Why Kinetic Friction is Less than Limiting Friction
In classical mechanics, we distinguish between different types of friction. When an object is at rest on a surface, the force required to initiate motion is governed by limiting friction (or maximum static friction). Once the object is in motion, the force required to maintain that motion is kinetic friction.
The Microscopic Perspective
To understand why kinetic friction ($f_k$) is usually less than limiting friction ($f_{s,max}$), we must look at the surfaces at a microscopic level. No surface is perfectly smooth; they all have microscopic peaks and valleys called asperities.
The Static State (Limiting Friction): When an object is at rest, these asperities from the two surfaces interlock deeply. Think of it like two pieces of velcro or puzzle pieces settling into one another. Because they are stationary for some time, they form "cold welds" or strong molecular bonds at the points of contact. To move the object, you must apply enough force to break these bonds and "lift" the top asperities out of the depressions of the bottom surface.

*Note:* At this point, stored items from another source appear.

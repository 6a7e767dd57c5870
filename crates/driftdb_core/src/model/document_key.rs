//! Document keys.

use crate::error::{CoreError, CoreResult};
use driftdb_codec::ResourcePath;
use serde::{Deserialize, Serialize};
use std::fmt;

/// Path of a document: `collection/doc[/collection/doc…]`.
///
/// Always has an even, non-zero number of segments. Keys order like their
/// paths, so all documents of a collection are contiguous in a sorted map.
#[derive(Debug, Clone, PartialEq, Eq, PartialOrd, Ord, Hash, Serialize, Deserialize)]
pub struct DocumentKey(ResourcePath);

impl DocumentKey {
    /// Creates a key from a path.
    ///
    /// # Errors
    ///
    /// Returns [`CoreError::InvalidArgument`] unless the path has an even,
    /// non-zero number of segments.
    pub fn from_path(path: ResourcePath) -> CoreResult<Self> {
        if !Self::is_document_key(&path) {
            return Err(CoreError::invalid_argument(format!(
                "invalid document key {path}: expected an even number of segments"
            )));
        }
        Ok(Self(path))
    }

    /// Parses a slash-separated path.
    ///
    /// # Errors
    ///
    /// See [`DocumentKey::from_path`].
    pub fn from_string(path: &str) -> CoreResult<Self> {
        Self::from_path(ResourcePath::from_string(path))
    }

    /// Returns true if `path` names a document.
    #[must_use]
    pub fn is_document_key(path: &ResourcePath) -> bool {
        !path.is_empty() && path.len() % 2 == 0
    }

    /// A key sorting before every document under `path`.
    ///
    /// Used only as a range-scan start; it is not a valid document key.
    pub(crate) fn seek(path: &ResourcePath) -> Self {
        Self(path.clone())
    }

    /// Returns the full path.
    #[must_use]
    pub fn path(&self) -> &ResourcePath {
        &self.0
    }

    /// Returns the path of the containing collection.
    #[must_use]
    pub fn collection_path(&self) -> ResourcePath {
        self.0.parent().unwrap_or_default()
    }

    /// Returns the id of the containing collection.
    #[must_use]
    pub fn collection_id(&self) -> &str {
        let segments = self.0.segments();
        segments
            .len()
            .checked_sub(2)
            .map_or("", |i| segments[i].as_str())
    }

    /// Returns true if the document lives directly in a collection named `id`.
    #[must_use]
    pub fn has_collection_id(&self, id: &str) -> bool {
        self.collection_id() == id
    }
}

impl fmt::Display for DocumentKey {
    fn fmt(&self, f: &mut fmt::Formatter<'_>) -> fmt::Result {
        self.0.fmt(f)
    }
}

#[cfg(test)]
mod tests {
    use super::*;

    #[test]
    fn rejects_collection_paths() {
        assert!(DocumentKey::from_string("rooms").is_err());
        assert!(DocumentKey::from_string("").is_err());
        assert!(DocumentKey::from_string("rooms/eros/messages").is_err());
        assert!(DocumentKey::from_string("rooms/eros/messages/1").is_ok());
    }

    #[test]
    fn collection_accessors() {
        let key = DocumentKey::from_string("rooms/eros/messages/1").unwrap();
        assert_eq!(key.collection_id(), "messages");
        assert_eq!(key.collection_path().to_string(), "rooms/eros/messages");
        assert!(key.has_collection_id("messages"));
    }

    #[test]
    fn seek_key_sorts_before_collection_members() {
        let coll = ResourcePath::from_string("rooms");
        let seek = DocumentKey::seek(&coll);
        let first = DocumentKey::from_string("rooms/a").unwrap();
        let outside = DocumentKey::from_string("room/z").unwrap();
        assert!(seek < first);
        assert!(outside < seek);
    }
}
impl Query {
    /// Queries the collection or document at `path`.
    #[must_use]
    pub fn at_path(path: ResourcePath) -> Self {
        Self {
            path,
            collection_group: None,
            filters: Vec::new(),
            explicit_order_by: Vec::new(),
            limit: None,
            limit_type: LimitType::First,
        }
    }

    /// Queries every collection named `collection_id`.
    #[must_use]
    pub fn collection_group(collection_id: impl Into<String>) -> Self {
        Self {
            collection_group: Some(collection_id.into()),
            ..Self::at_path(ResourcePath::empty())
        }
    }

    /// Adds a filter.
    #[must_use]
    pub fn with_filter(mut self, filter: FieldFilter) -> Self {
        self.filters.push(filter);
        self
    }

    /// Adds an ordering.
    #[must_use]
    pub fn with_order_by(mut self, order_by: OrderBy) -> Self {
        self.explicit_order_by.push(order_by);
        self
    }

    /// Keeps the first `limit` results.
    #[must_use]
    pub fn with_limit_to_first(mut self, limit: u32) -> Self {
        self.limit = Some(limit);
        self.limit_type = LimitType::First;
        self
    }

    /// Keeps the last `limit` results.
    #[must_use]
    pub fn with_limit_to_last(mut self, limit: u32) -> Self {
        self.limit = Some(limit);
        self.limit_type = LimitType::Last;
        self
    }

    /// Replaces the collection group with a concrete parent path.
    #[must_use]
    pub fn as_collection_query_at_path(&self, path: ResourcePath) -> Self {
        Self {
            path,
            collection_group: None,
            ..self.clone()
        }
    }

    /// Returns the path.
    #[must_use]
    pub fn path(&self) -> &ResourcePath {
        &self.path
    }

    /// Returns the collection group id.
    #[must_use]
    pub fn collection_group_id(&self) -> Option<&str> {
        self.collection_group.as_deref()
    }

    /// Returns the filters.
    #[must_use]
    pub fn filters(&self) -> &[FieldFilter] {
        &self.filters
    }

    /// Returns the limit.
    #[must_use]
    pub fn limit(&self) -> Option<u32> {
        self.limit
    }

    /// Returns the limit type.
    #[must_use]
    pub fn limit_type(&self) -> LimitType {
        self.limit_type
    }

    /// True for a single-document lookup.
    #[must_use]
    pub fn is_document_query(&self) -> bool {
        self.collection_group.is_none()
            && DocumentKey::is_document_key(&self.path)
            && self.filters.is_empty()
    }

    /// True for a collection group query.
    #[must_use]
    pub fn is_collection_group_query(&self) -> bool {
        self.collection_group.is_some()
    }

    /// True if every document in the collection matches.
    #[must_use]
    pub fn matches_all_documents(&self) -> bool {
        self.filters.is_empty()
            && self.limit.is_none()
            && self
                .explicit_order_by
                .iter()
                .all(|o| o.field.is_key_field())
    }

    /// The full ordering: explicit orderings, then the first inequality
    /// field if none were given, then the document key.
    #[must_use]
    pub fn order_by(&self) -> Vec<OrderBy> {
        let mut order = self.explicit_order_by.clone();
        if order.is_empty() {
            if let Some(filter) = self.filters.iter().find(|f| f.op.is_inequality()) {
                if !filter.field.is_key_field() {
                    order.push(OrderBy::new(filter.field.clone(), Direction::Ascending));
                }
            }
        }
        if !order.iter().any(|o| o.field.is_key_field()) {
            let direction = order.last().map_or(Direction::Ascending, |o| o.direction);
            order.push(OrderBy::new(FieldPath::key_path(), direction));
        }
        order
    }

    /// True if `doc` belongs to the query's result set, ignoring limits.
    #[must_use]
    pub fn matches(&self, doc: &Document) -> bool {
        self.matches_path(&doc.key)
            && self
                .explicit_order_by
                .iter()
                .all(|o| o.field.is_key_field() || doc.field(&o.field).is_some())
            && self.filters.iter().all(|f| f.matches(doc))
    }

    fn matches_path(&self, key: &DocumentKey) -> bool {
        let path = key.path();
        if let Some(group) = &self.collection_group {
            key.has_collection_id(group) && self.path.is_prefix_of(path)
        } else if DocumentKey::is_document_key(&self.path) {
            &self.path == path
        } else {
            self.path.is_immediate_parent_of(path)
        }
    }

    /// Compares two documents in query order.
    #[must_use]
    pub fn compare(&self, a: &Document, b: &Document) -> Ordering {
        for order in self.order_by() {
            let ord = order.compare(a, b);
            if ord != Ordering::Equal {
                return ord;
            }
        }
        Ordering::Equal
    }

    /// Converts to the target the server should watch.
    #[must_use]
    pub fn to_target(&self) -> Target {
        let mut order_by = self.order_by();
        if self.limit_type == LimitType::Last {
            for order in &mut order_by {
                order.direction = order.direction.flipped();
            }
        }
        Target {
            path: self.path.clone(),
            collection_group: self.collection_group.clone(),
            filters: self.filters.clone(),
            order_by,
            limit: self.limit,
        }
    }
}

#[cfg(test)]
mod tests {
    use super::*;
    use crate::model::object_value::ObjectValue;
    use crate::types::SnapshotVersion;

    fn doc(path: &str, entries: Vec<(&str, Value)>) -> Document {
        Document::new(
            DocumentKey::from_string(path).unwrap(),
            SnapshotVersion::MIN,
            ObjectValue::from_entries(entries),
        )
    }

    fn field(name: &str) -> FieldPath {
        FieldPath::from_dotted(name)
    }

    #[test]
    fn collection_query_matches_immediate_children_only() {
        let query = Query::at_path(ResourcePath::from_string("rooms"));
        assert!(query.matches(&doc("rooms/a", vec![])));
        assert!(!query.matches(&doc("rooms/a/messages/1", vec![])));
        assert!(!query.matches(&doc("users/a", vec![])));
    }

    #[test]
    fn collection_group_matches_any_depth() {
        let query = Query::collection_group("messages");
        assert!(query.matches(&doc("rooms/a/messages/1", vec![])));
        assert!(query.matches(&doc("messages/1", vec![])));
        assert!(!query.matches(&doc("rooms/a", vec![])));
    }

    #[test]
    fn filters() {
        let d = doc(
            "c/a",
            vec![
                ("n", Value::Integer(5)),
                ("tags", Value::Array(vec![Value::from("x"), Value::from("y")])),
            ],
        );
        let matches = |f: FieldFilter| f.matches(&d);
        assert!(matches(FieldFilter::new(field("n"), Operator::Equal, Value::Double(5.0))));
        assert!(matches(FieldFilter::new(field("n"), Operator::GreaterThan, Value::Integer(4))));
        assert!(!matches(FieldFilter::new(field("n"), Operator::LessThan, Value::from("z"))));
        assert!(matches(FieldFilter::new(field("n"), Operator::NotEqual, Value::Integer(4))));
        assert!(!matches(FieldFilter::new(field("missing"), Operator::NotEqual, Value::Integer(4))));
        assert!(matches(FieldFilter::new(field("tags"), Operator::ArrayContains, Value::from("y"))));
        assert!(matches(FieldFilter::new(
            field("n"),
            Operator::In,
            Value::Array(vec![Value::Integer(1), Value::Integer(5)])
        )));
        assert!(matches(FieldFilter::new(
            field("tags"),
            Operator::ArrayContainsAny,
            Value::Array(vec![Value::from("q"), Value::from("x")])
        )));
        assert!(!matches(FieldFilter::new(
            field("n"),
            Operator::NotIn,
            Value::Array(vec![Value::Integer(5)])
        )));
        assert!(!matches(FieldFilter::new(
            field("n"),
            Operator::NotIn,
            Value::Array(vec![Value::Null])
        )));
    }

    #[test]
    fn implicit_order_follows_inequality_then_key() {
        let query = Query::at_path(ResourcePath::from_string("c"))
            .with_filter(FieldFilter::new(field("n"), Operator::GreaterThan, Value::Integer(1)));
        let order = query.order_by();
        assert_eq!(order.len(), 2);
        assert_eq!(order[0].field, field("n"));
        assert!(order[1].field.is_key_field());

        let low = doc("c/b", vec![("n", Value::Integer(2))]);
        let high = doc("c/a", vec![("n", Value::Integer(3))]);
        assert_eq!(query.compare(&low, &high), Ordering::Less);
    }

    #[test]
    fn limit_to_last_flips_target_order() {
        let query = Query::at_path(ResourcePath::from_string("c"))
            .with_order_by(OrderBy::new(field("n"), Direction::Ascending))
            .with_limit_to_last(2);
        let target = query.to_target();
        assert!(target
            .order_by
            .iter()
            .all(|o| o.direction == Direction::Descending));
        assert_ne!(
            target.canonical_id(),
            Query::at_path(ResourcePath::from_string("c"))
                .with_order_by(OrderBy::new(field("n"), Direction::Ascending))
                .with_limit_to_first(2)
                .to_target()
                .canonical_id()
        );
    }

    #[test]
    fn order_by_requires_field_presence() {
        let query = Query::at_path(ResourcePath::from_string("c"))
            .with_order_by(OrderBy::new(field("n"), Direction::Ascending));
        assert!(!query.matches(&doc("c/a", vec![])));
        assert!(query.matches(&doc("c/a", vec![("n", Value::Null)])));
        assert!(!query.matches_all_documents());
    }
}
//! # DriftDB Storage
//!
//! Append-only byte stores backing the DriftDB commit log.
//!
//! Backends do not interpret what they store. Framing, checksums and
//! recovery belong to `driftdb_core`.
//!
//! ## Available Backends
//!
//! - [`InMemoryBackend`] - shared in-memory buffer with fault injection
//! - [`FileBackend`] - single locked file
//!
//! ## Example
//!
//! ```rust
//! use driftdb_storage::{InMemoryBackend, StorageBackend};
//!
//! let mut backend = InMemoryBackend::new();
//! let offset = backend.append(b"hello world").unwrap();
//! assert_eq!(backend.read_at(offset, 5).unwrap(), b"hello");
//! ```

#![deny(unsafe_code)]
#![warn(missing_docs)]

mod backend;
mod error;
mod file;
mod memory;

pub use backend::StorageBackend;
pub use error::{StorageError, StorageResult};
pub use file::FileBackend;
pub use memory::InMemoryBackend;
//! Least-recently-used garbage collection of cached targets and documents.
//!
//! Every target and every document that lost its last reference carries a
//! listen sequence number. A collection pass picks the sequence number
//! below which a given percentile of those entries falls, removes inactive
//! targets up to it, then deletes remote documents nothing pins.

mod scheduler;

pub use scheduler::{ActiveTargetsProvider, LruScheduler, INITIAL_GC_DELAY, REGULAR_GC_DELAY};

use crate::error::{CoreError, CoreResult};
use crate::model::DocumentKey;
use crate::persistence::{ListenSequence, LogRecord, Persistence, PersistenceTransaction, TransactionMode};
use crate::types::{ListenSequenceNumber, TargetId};
use std::collections::{BTreeSet, BinaryHeap};
use std::time::Instant;
use tracing::{debug, info};

/// Cache size meaning "never collect".
pub const CACHE_SIZE_UNLIMITED: i64 = -1;

const MINIMUM_CACHE_SIZE_BYTES: i64 = 1024 * 1024;
const DEFAULT_CACHE_SIZE_BYTES: i64 = 40 * 1024 * 1024;
const DEFAULT_COLLECTION_PERCENTILE: u32 = 10;
const DEFAULT_MAX_SEQUENCE_NUMBERS_TO_COLLECT: usize = 1000;

/// Garbage collection tuning.
#[derive(Debug, Clone, Copy, PartialEq, Eq)]
pub struct LruParams {
    /// Collect only once the cache is at least this large, in bytes.
    /// [`CACHE_SIZE_UNLIMITED`] disables collection.
    pub cache_size_collection_threshold: i64,
    /// Percentage of sequence numbers to collect per pass.
    pub percentile_to_collect: u32,
    /// Upper bound on sequence numbers collected per pass.
    pub maximum_sequence_numbers_to_collect: usize,
}

impl LruParams {
    /// 40 MiB threshold, 10th percentile, at most 1000 per pass.
    pub const DEFAULT: LruParams = LruParams::new(
        DEFAULT_CACHE_SIZE_BYTES,
        DEFAULT_COLLECTION_PERCENTILE,
        DEFAULT_MAX_SEQUENCE_NUMBERS_TO_COLLECT,
    );

    /// Never collects.
    pub const DISABLED: LruParams = LruParams::new(
        CACHE_SIZE_UNLIMITED,
        0,
        0,
    );

    /// Creates parameters without validation.
    #[must_use]
    pub const fn new(
        cache_size_collection_threshold: i64,
        percentile_to_collect: u32,
        maximum_sequence_numbers_to_collect: usize,
    ) -> Self {
        Self {
            cache_size_collection_threshold,
            percentile_to_collect,
            maximum_sequence_numbers_to_collect,
        }
    }

    /// Default parameters with a custom threshold.
    ///
    /// # Errors
    ///
    /// Returns [`CoreError::InvalidArgument`] for thresholds below 1 MiB
    /// other than [`CACHE_SIZE_UNLIMITED`].
    pub fn with_cache_size(cache_size: i64) -> CoreResult<Self> {
        if cache_size != CACHE_SIZE_UNLIMITED && cache_size < MINIMUM_CACHE_SIZE_BYTES {
            return Err(CoreError::invalid_argument(format!(
                "cache size must be at least {MINIMUM_CACHE_SIZE_BYTES} bytes, got {cache_size}"
            )));
        }
        Ok(Self {
            cache_size_collection_threshold: cache_size,
            ..Self::DEFAULT
        })
    }

    /// False when collection is disabled.
    #[must_use]
    pub const fn is_enabled(&self) -> bool {
        self.cache_size_collection_threshold != CACHE_SIZE_UNLIMITED
    }
}

impl Default for LruParams {
    fn default() -> Self {
        Self::DEFAULT
    }
}

/// Outcome of a collection pass.
#[derive(Debug, Clone, Copy, PartialEq, Eq)]
pub struct LruResults {
    /// False if the pass was skipped.
    pub did_run: bool,
    /// Sequence numbers considered.
    pub sequence_numbers_collected: usize,
    /// Targets removed.
    pub targets_removed: usize,
    /// Documents removed.
    pub documents_removed: usize,
}

impl LruResults {
    /// A skipped pass.
    pub const DID_NOT_RUN: LruResults = LruResults {
        did_run: false,
        sequence_numbers_collected: 0,
        targets_removed: 0,
        documents_removed: 0,
    };
}

/// Removes the least recently used targets and unreferenced documents.
#[derive(Debug, Clone)]
pub struct LruGarbageCollector {
    params: LruParams,
}

impl LruGarbageCollector {
    /// Creates a collector.
    #[must_use]
    pub fn new(params: LruParams) -> Self {
        Self { params }
    }

    /// Returns the parameters.
    #[must_use]
    pub fn params(&self) -> &LruParams {
        &self.params
    }

    /// Number of sequence numbers to collect for `percentile`.
    #[must_use]
    pub fn calculate_target_count(&self, txn: &mut PersistenceTransaction, percentile: u32) -> usize {
        let count = self.get_sequence_number_count(txn);
        (u128::from(percentile) * count as u128 / 100) as usize
    }

    /// Targets plus orphaned documents.
    #[must_use]
    pub fn get_sequence_number_count(&self, txn: &mut PersistenceTransaction) -> usize {
        txn.target_cache().get_target_count() + orphaned_documents(txn).len()
    }

    /// The largest of the `n` smallest sequence numbers across targets and
    /// orphaned documents, or [`ListenSequence::INVALID`] for `n == 0`.
    #[must_use]
    pub fn nth_sequence_number(&self, txn: &mut PersistenceTransaction, n: usize) -> ListenSequenceNumber {
        if n == 0 {
            return ListenSequence::INVALID;
        }
        // Max-heap holding the n smallest values seen so far.
        let mut heap = BinaryHeap::with_capacity(n + 1);
        let mut offer = |seq: ListenSequenceNumber| {
            if heap.len() < n {
                heap.push(seq);
            } else if heap.peek().is_some_and(|top| seq < *top) {
                heap.pop();
                heap.push(seq);
            }
        };
        txn.target_cache().for_each_target(|data| offer(data.sequence_number));
        for (_, seq) in orphaned_documents(txn) {
            offer(seq);
        }
        heap.peek().copied().unwrap_or(ListenSequence::INVALID)
    }

    /// Removes inactive targets with sequence numbers up to `upper_bound`.
    ///
    /// # Errors
    ///
    /// Fails in read-only transactions.
    pub fn remove_targets(
        &self,
        txn: &mut PersistenceTransaction,
        upper_bound: ListenSequenceNumber,
        active_target_ids: &BTreeSet<TargetId>,
    ) -> CoreResult<usize> {
        txn.target_cache().remove_targets(upper_bound, active_target_ids)
    }

    /// Deletes cached documents that no target, pending mutation or local
    /// view pins and whose sequence number, if any, is at most
    /// `upper_bound`.
    ///
    /// # Errors
    ///
    /// Fails in read-only transactions.
    pub fn remove_orphaned_documents(
        &self,
        txn: &mut PersistenceTransaction,
        upper_bound: ListenSequenceNumber,
    ) -> CoreResult<usize> {
        let mut keys = Vec::new();
        txn.remote_document_cache()
            .for_each_document_key(|key| keys.push(key.clone()));

        let mut removed = 0;
        for key in keys {
            if is_pinned(txn, &key, upper_bound) {
                continue;
            }
            txn.remote_document_cache().remove_entry(&key)?;
            if txn.state.sequence_markers.contains_key(&key) {
                txn.write(LogRecord::RemoveSequenceMarker(key))?;
            }
            removed += 1;
        }
        Ok(removed)
    }

    /// Total size of the remote document cache.
    #[must_use]
    pub fn get_cache_size(&self, txn: &mut PersistenceTransaction) -> u64 {
        txn.remote_document_cache().get_size()
    }

    /// Runs a collection pass if the cache exceeds the threshold.
    ///
    /// `active_target_ids` are never removed. Below the threshold, or with
    /// collection disabled, nothing is written.
    ///
    /// # Errors
    ///
    /// Returns an error if the transaction fails.
    pub async fn collect(
        &self,
        persistence: &Persistence,
        active_target_ids: &BTreeSet<TargetId>,
    ) -> CoreResult<LruResults> {
        if !self.params.is_enabled() {
            debug!("garbage collection disabled");
            return Ok(LruResults::DID_NOT_RUN);
        }
        persistence
            .run_transaction("collect garbage", TransactionMode::ReadWritePrimary, |txn| {
                let cache_size = self.get_cache_size(txn);
                let threshold = u64::try_from(self.params.cache_size_collection_threshold).unwrap_or(0);
                if cache_size < threshold {
                    debug!(cache_size, threshold, "cache below collection threshold");
                    return Ok(LruResults::DID_NOT_RUN);
                }
                self.run_garbage_collection(txn, active_target_ids)
            })
            .await
    }

    fn run_garbage_collection(
        &self,
        txn: &mut PersistenceTransaction,
        active_target_ids: &BTreeSet<TargetId>,
    ) -> CoreResult<LruResults> {
        let started = Instant::now();
        let count = self
            .calculate_target_count(txn, self.params.percentile_to_collect)
            .min(self.params.maximum_sequence_numbers_to_collect);
        let upper_bound = self.nth_sequence_number(txn, count);
        let targets_removed = self.remove_targets(txn, upper_bound, active_target_ids)?;
        let documents_removed = self.remove_orphaned_documents(txn, upper_bound)?;

        info!(
            sequence_numbers = count,
            %upper_bound,
            targets_removed,
            documents_removed,
            elapsed_ms = started.elapsed().as_millis() as u64,
            "garbage collection pass finished"
        );
        Ok(LruResults {
            did_run: true,
            sequence_numbers_collected: count,
            targets_removed,
            documents_removed,
        })
    }
}

/// Documents with a sequence marker that nothing references.
fn orphaned_documents(txn: &mut PersistenceTransaction) -> Vec<(DocumentKey, ListenSequenceNumber)> {
    let markers: Vec<(DocumentKey, ListenSequenceNumber)> = txn
        .state
        .sequence_markers
        .iter()
        .map(|(key, seq)| (key.clone(), *seq))
        .collect();
    markers
        .into_iter()
        .filter(|(key, _)| !is_referenced(txn, key))
        .collect()
}

fn is_referenced(txn: &mut PersistenceTransaction, key: &DocumentKey) -> bool {
    txn.mutation_queue().contains_key(key)
        || txn.local_view_references().contains_key(key)
        || txn.target_cache().contains_key(key)
}

fn is_pinned(txn: &mut PersistenceTransaction, key: &DocumentKey, upper_bound: ListenSequenceNumber) -> bool {
    is_referenced(txn, key)
        || txn
            .state
            .sequence_markers
            .get(key)
            .is_some_and(|seq| *seq > upper_bound)
}
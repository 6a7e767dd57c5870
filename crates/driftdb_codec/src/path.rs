//! Slash-separated resource paths.

use serde::{Deserialize, Serialize};
use std::fmt;

/// A path made of non-empty segments, e.g. `rooms/eros/messages/1`.
///
/// Paths compare segment by segment; a path sorts before every path it is
/// a prefix of.
#[derive(Debug, Clone, Default, PartialEq, Eq, PartialOrd, Ord, Hash, Serialize, Deserialize)]
pub struct ResourcePath {
    segments: Vec<String>,
}

impl ResourcePath {
    /// Creates a path from segments.
    pub fn new<I, S>(segments: I) -> Self
    where
        I: IntoIterator<Item = S>,
        S: Into<String>,
    {
        Self {
            segments: segments.into_iter().map(Into::into).collect(),
        }
    }

    /// The empty (root) path.
    #[must_use]
    pub fn empty() -> Self {
        Self::default()
    }

    /// Parses a slash-separated path, skipping empty segments.
    #[must_use]
    pub fn from_string(path: &str) -> Self {
        Self::new(path.split('/').filter(|s| !s.is_empty()))
    }

    /// Returns the segments.
    #[must_use]
    pub fn segments(&self) -> &[String] {
        &self.segments
    }

    /// Returns the number of segments.
    #[must_use]
    pub fn len(&self) -> usize {
        self.segments.len()
    }

    /// Returns true for the root path.
    #[must_use]
    pub fn is_empty(&self) -> bool {
        self.segments.is_empty()
    }

    /// Returns the last segment.
    #[must_use]
    pub fn last_segment(&self) -> Option<&str> {
        self.segments.last().map(String::as_str)
    }

    /// Returns a new path with `segment` appended.
    #[must_use]
    pub fn child(&self, segment: impl Into<String>) -> Self {
        let mut segments = self.segments.clone();
        segments.push(segment.into());
        Self { segments }
    }

    /// Returns the parent path, or `None` for the root.
    #[must_use]
    pub fn parent(&self) -> Option<Self> {
        if self.segments.is_empty() {
            return None;
        }
        Some(Self {
            segments: self.segments[..self.segments.len() - 1].to_vec(),
        })
    }

    /// Returns true if `self` is a prefix of `other` (or equal).
    #[must_use]
    pub fn is_prefix_of(&self, other: &ResourcePath) -> bool {
        self.segments.len() <= other.segments.len()
            && self.segments.iter().zip(&other.segments).all(|(a, b)| a == b)
    }

    /// Returns true if `other` is a direct child of `self`.
    #[must_use]
    pub fn is_immediate_parent_of(&self, other: &ResourcePath) -> bool {
        self.segments.len() + 1 == other.segments.len() && self.is_prefix_of(other)
    }

    /// Returns the canonical slash-separated form.
    #[must_use]
    pub fn canonical_string(&self) -> String {
        self.segments.join("/")
    }
}

impl fmt::Display for ResourcePath {
    fn fmt(&self, f: &mut fmt::Formatter<'_>) -> fmt::Result {
        f.write_str(&self.canonical_string())
    }
}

The Kinetic State (Kinetic Friction): Once the object is moving, it is essentially "skimming" over the peaks of the surface. Because the object is moving rapidly, the surfaces do not have enough time to settle into each other, and new, strong bonds cannot form as effectively as they do when the object is at rest. Consequently, the resistance to motion is reduced.
Summary of Intuition
- Limiting Friction: Overcoming the maximum interlocking of asperities and established chemical/molecular bonds.
- Kinetic Friction: Sliding over surface irregularities with insufficient time for significant bonds to re-establish.
This behavior is captured by the relationship: $f_k < f_{s,max}$ or $\mu_k < \mu_s$, where $\mu_k$ and $\mu_s$ are the coefficients of kinetic and static friction, respectively.